**Problem to work on:** Below are the records. Gather each line that holds "index".

**Collected data:**
↓
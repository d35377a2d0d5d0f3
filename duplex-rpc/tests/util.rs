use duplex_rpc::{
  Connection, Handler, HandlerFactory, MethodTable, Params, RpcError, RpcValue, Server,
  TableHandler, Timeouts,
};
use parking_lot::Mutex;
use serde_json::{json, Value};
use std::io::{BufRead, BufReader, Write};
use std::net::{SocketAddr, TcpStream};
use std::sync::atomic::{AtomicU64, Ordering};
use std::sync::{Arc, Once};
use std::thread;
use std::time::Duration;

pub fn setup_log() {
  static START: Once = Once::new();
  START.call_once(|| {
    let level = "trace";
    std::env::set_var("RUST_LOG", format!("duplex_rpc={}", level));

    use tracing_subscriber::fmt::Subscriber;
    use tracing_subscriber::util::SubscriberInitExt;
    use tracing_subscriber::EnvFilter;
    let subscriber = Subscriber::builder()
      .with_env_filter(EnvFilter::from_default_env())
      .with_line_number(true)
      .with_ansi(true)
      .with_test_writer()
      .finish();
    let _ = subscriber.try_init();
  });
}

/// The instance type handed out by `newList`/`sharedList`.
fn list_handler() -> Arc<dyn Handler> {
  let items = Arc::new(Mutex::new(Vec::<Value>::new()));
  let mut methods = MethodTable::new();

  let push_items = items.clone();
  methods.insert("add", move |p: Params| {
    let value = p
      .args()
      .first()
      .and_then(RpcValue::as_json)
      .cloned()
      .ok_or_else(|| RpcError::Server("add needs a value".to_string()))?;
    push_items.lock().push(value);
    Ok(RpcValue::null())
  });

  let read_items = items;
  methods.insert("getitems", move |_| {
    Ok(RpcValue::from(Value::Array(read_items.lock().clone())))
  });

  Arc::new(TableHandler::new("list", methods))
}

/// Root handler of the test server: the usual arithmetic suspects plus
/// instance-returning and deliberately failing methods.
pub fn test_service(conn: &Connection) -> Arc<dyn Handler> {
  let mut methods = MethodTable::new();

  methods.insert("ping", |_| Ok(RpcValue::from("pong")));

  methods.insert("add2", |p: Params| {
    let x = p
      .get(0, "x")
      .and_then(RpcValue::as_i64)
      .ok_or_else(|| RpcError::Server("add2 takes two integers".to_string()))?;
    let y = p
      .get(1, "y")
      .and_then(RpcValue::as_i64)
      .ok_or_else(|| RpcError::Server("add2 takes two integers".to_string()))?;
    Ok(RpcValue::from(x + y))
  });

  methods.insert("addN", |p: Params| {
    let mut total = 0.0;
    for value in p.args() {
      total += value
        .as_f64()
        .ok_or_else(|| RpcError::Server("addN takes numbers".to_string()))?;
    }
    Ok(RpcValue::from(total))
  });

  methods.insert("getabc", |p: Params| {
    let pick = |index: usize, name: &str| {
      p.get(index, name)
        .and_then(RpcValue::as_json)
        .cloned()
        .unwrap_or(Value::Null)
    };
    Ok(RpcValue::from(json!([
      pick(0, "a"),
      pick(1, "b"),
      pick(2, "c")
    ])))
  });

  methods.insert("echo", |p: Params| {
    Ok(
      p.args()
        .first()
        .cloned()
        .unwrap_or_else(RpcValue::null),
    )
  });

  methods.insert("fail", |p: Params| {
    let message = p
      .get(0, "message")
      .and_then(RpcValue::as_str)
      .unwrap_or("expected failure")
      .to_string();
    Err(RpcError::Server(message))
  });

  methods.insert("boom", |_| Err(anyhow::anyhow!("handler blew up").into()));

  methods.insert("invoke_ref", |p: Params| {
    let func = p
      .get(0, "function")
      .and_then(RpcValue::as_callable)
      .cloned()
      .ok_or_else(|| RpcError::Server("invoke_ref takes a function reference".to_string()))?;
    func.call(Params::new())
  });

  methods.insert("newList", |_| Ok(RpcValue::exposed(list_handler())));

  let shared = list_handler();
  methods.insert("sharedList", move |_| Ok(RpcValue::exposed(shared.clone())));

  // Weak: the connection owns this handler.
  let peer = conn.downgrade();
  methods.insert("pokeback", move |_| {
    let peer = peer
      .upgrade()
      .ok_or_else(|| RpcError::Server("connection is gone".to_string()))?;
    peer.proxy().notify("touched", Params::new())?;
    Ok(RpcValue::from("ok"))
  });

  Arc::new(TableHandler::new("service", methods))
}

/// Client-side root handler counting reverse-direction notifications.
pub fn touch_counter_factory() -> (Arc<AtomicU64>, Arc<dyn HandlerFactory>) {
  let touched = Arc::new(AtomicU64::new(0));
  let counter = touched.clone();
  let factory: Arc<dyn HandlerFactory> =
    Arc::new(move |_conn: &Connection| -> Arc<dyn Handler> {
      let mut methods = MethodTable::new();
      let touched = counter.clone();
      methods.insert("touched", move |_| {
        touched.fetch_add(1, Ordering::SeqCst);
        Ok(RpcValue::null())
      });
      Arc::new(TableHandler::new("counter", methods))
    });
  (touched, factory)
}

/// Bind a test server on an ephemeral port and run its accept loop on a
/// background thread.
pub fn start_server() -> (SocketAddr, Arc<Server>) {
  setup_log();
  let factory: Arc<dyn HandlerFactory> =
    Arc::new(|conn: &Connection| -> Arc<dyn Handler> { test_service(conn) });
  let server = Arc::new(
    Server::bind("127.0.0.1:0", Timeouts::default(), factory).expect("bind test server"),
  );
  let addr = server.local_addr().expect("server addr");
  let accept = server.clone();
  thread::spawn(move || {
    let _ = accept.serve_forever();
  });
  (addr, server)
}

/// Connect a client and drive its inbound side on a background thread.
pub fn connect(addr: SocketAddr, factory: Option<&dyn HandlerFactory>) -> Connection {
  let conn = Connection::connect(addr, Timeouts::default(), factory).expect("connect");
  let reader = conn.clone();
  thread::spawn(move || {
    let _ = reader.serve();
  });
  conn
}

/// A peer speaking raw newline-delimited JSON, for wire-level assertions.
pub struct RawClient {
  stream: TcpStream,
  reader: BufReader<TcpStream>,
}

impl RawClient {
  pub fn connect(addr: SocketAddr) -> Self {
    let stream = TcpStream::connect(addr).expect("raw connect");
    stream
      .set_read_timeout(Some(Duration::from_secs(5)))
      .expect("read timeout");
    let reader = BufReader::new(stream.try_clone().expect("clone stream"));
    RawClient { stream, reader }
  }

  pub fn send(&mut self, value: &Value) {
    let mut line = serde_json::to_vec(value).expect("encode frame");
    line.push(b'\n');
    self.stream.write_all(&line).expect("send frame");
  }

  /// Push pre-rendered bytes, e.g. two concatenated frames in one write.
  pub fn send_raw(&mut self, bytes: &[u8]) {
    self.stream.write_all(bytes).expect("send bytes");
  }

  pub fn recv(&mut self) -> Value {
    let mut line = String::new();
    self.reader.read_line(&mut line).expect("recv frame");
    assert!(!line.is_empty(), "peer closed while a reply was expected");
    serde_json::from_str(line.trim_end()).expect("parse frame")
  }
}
↑
**Written reply:**
    let pick = |index: usize, name: &str| {
      p.get(index, name)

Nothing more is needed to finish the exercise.